I was also standing next to Zico, who didn’t seem to respond to the jokes (he was more concerned because I wasn’t sure if those of us at the ends were going to stand up or crouch down. We stood).
Then we left and went back in line for the signing.
And that was interesting, because then, Zico didn’t even look at me. Instead he gave me the side-eye of death.
It’s an unnerving experience–I really feel for those poor folks who were auditioning in its terrifying glare. It makes you feel like you’ve upset him absolutely horribly in some obscure fashion. I found myself frantically trying to think of what I could have possibly done that had so disgusted him, and my brain served up. . . the “No touching!” jokes!

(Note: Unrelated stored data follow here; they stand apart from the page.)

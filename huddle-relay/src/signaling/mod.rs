mod router;
mod ws_handler;

pub use router::*;
pub use ws_handler::*;
mod rtc_connector;
mod transport_event;

pub use rtc_connector::RtcConnector;
pub use transport_event::{LinkId, TransportEvent, TransportEvents};

use crate::media::LocalStream;
use anyhow::Result;
use async_trait::async_trait;
use huddle_core::{IceCandidate, PeerId, SessionDescription};
use std::sync::Arc;

/// One peer connection object, owned by a single peer link.
#[async_trait]
pub trait PeerTransport: Send + Sync {
    /// Create an offer and install it as the local description.
    async fn create_offer(&self) -> Result<SessionDescription>;

    /// Create an answer and install it as the local description.
    async fn create_answer(&self) -> Result<SessionDescription>;

    async fn set_remote_description(&self, description: SessionDescription) -> Result<()>;

    async fn add_ice_candidate(&self, candidate: IceCandidate) -> Result<()>;

    async fn close(&self) -> Result<()>;
}

/// Builds transports with the local tracks attached.
#[async_trait]
pub trait PeerConnector: Send + Sync {
    async fn connect(
        &self,
        remote_peer_id: &PeerId,
        local_stream: &LocalStream,
        events: TransportEvents,
    ) -> Result<Arc<dyn PeerTransport>>;
}
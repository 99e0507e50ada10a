use crate::room::RelayHub;
use axum::extract::ws::{Message, WebSocket};
use axum::extract::{Path, State, WebSocketUpgrade};
use axum::response::IntoResponse;
use futures::{SinkExt, StreamExt};
use huddle_core::{PeerId, RoomId, SignalingEnvelope};
use std::time::Duration;
use tokio::sync::mpsc;
use tokio::time;
use tracing::{error, info, warn};

const MIN_HEARTBEAT: Duration = Duration::from_millis(100);

/// Shared state handed to every WebSocket connection.
#[derive(Clone)]
pub struct RelayState {
    pub hub: RelayHub,
    pub heartbeat_interval: Duration,
}

pub async fn ws_handler(
    ws: WebSocketUpgrade,
    Path((room_id, peer_id)): Path<(String, String)>,
    State(state): State<RelayState>,
) -> impl IntoResponse {
    let room_id = RoomId::from(room_id);
    let peer_id = PeerId::from(peer_id);

    ws.on_upgrade(move |socket| handle_socket(socket, room_id, peer_id, state))
}

async fn handle_socket(socket: WebSocket, room_id: RoomId, peer_id: PeerId, state: RelayState) {
    info!("New WebSocket connection: {} in room '{}'", peer_id, room_id);

    let (mut sender, mut receiver) = socket.split();
    let (tx, mut rx) = mpsc::unbounded_channel::<SignalingEnvelope>();

    let registration = state.hub.register(room_id, peer_id, tx);
    let heartbeat = state.heartbeat_interval.max(MIN_HEARTBEAT);

    let mut send_task = tokio::spawn(async move {
        let mut ping = time::interval(heartbeat);
        ping.tick().await;

        loop {
            tokio::select! {
                queued = rx.recv() => {
                    // Queue closes when the hub drops this member.
                    let Some(envelope) = queued else { break };
                    match envelope.encode() {
                        Ok(json) => {
                            if sender.send(Message::Text(json.into())).await.is_err() {
                                break;
                            }
                        }
                        Err(e) => error!("Failed to serialize envelope: {}", e),
                    }
                }
                _ = ping.tick() => {
                    if sender.send(Message::Ping(Vec::new().into())).await.is_err() {
                        break;
                    }
                }
            }
        }

        let _ = sender.close().await;
    });

    let mut recv_task = tokio::spawn({
        let hub = state.hub.clone();
        let registration = registration.clone();

        async move {
            while let Some(Ok(msg)) = receiver.next().await {
                match msg {
                    Message::Text(text) => match SignalingEnvelope::decode(&text) {
                        Ok(envelope) => hub.route(&registration, envelope),
                        Err(e) => warn!(
                            "Invalid envelope from {}: {}",
                            registration.peer_id, e
                        ),
                    },
                    Message::Close(_) => break,
                    _ => {}
                }
            }
        }
    });

    tokio::select! {
        _ = (&mut send_task) => recv_task.abort(),
        _ = (&mut recv_task) => send_task.abort(),
    };

    state.hub.unregister(&registration);
    info!(
        "WebSocket disconnected: {} from room '{}'",
        registration.peer_id, registration.room_id
    );
}
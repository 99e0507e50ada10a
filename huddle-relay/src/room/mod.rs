mod relay_hub;
mod room_members;

pub use relay_hub::*;
pub use room_members::Outbound;
use huddle_core::{
    IceCandidate, PeerId, SessionDescription, Signal, SignalingEnvelope,
};

pub fn peer(id: &str) -> PeerId {
    PeerId::from(id)
}

/// JOIN as the relay emits it for a newcomer.
pub fn join(from: &str) -> SignalingEnvelope {
    SignalingEnvelope::join(peer(from))
}

pub fn leave(from: &str) -> SignalingEnvelope {
    SignalingEnvelope::leave(peer(from))
}

pub fn offer(from: &str, to: &str) -> SignalingEnvelope {
    SignalingEnvelope::new(
        peer(from),
        Some(peer(to)),
        Signal::Offer(SessionDescription::offer(format!("offer-sdp-{from}"))),
    )
}

pub fn answer(from: &str, to: &str) -> SignalingEnvelope {
    SignalingEnvelope::new(
        peer(from),
        Some(peer(to)),
        Signal::Answer(SessionDescription::answer(format!("answer-sdp-{from}"))),
    )
}

pub fn candidate(from: &str, to: &str, candidate: &str) -> SignalingEnvelope {
    SignalingEnvelope::new(
        peer(from),
        Some(peer(to)),
        Signal::IceCandidate(IceCandidate::new(candidate)),
    )
}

Then later I read other fans’ accounts, and apparently he gave everyone the side-eye of death. So, presumably it was jet lag + the poor organization that upset him, not, you know, me personally.
Of course, the death glare came as a real shock to delusionists who thought that Zico was going to fall instantly in love with them and carry them off on his flying unicorn to his magic castle in the clouds where they would get married and live happily ever after.
But seriously–imagine being married to Zico. You’d have to deal with those death rays coming out of his eyes every single day. You’d probably be encouraging him to go on as many long tours to faraway lands as possible. “No, honey, it’s OK–book those three tours back to back. Just don’t look at–BZZZZZT! Aigh!“
On the other hand, your kids would probably be really well-behaved. One BZZZZZT! and they would confess all. Hell, they’d probably confess things they hadn’t even done just to make it stop.
It does make it kind of funny when people see this:
And go, “Wow, Zico clearly hates Rap Monster! This must be a secret sign of some arcane-but-longstanding feud between Block B and BTS!”
It’s just how he looks. It doesn’t mean anything. Zico was probably thinking, 1. Man, this coat is hot, 2. How’s the sound system working? and 3. That’s my cue!
(And although I’m sure he’s clean and sober, the only time I’ve seen people react like Verbal Jint did to the auditions was when I worked in a facility that occasionally rented itself out to raves, and I had to explain the facility rules to all the people who were, um, you know, mid-rave.)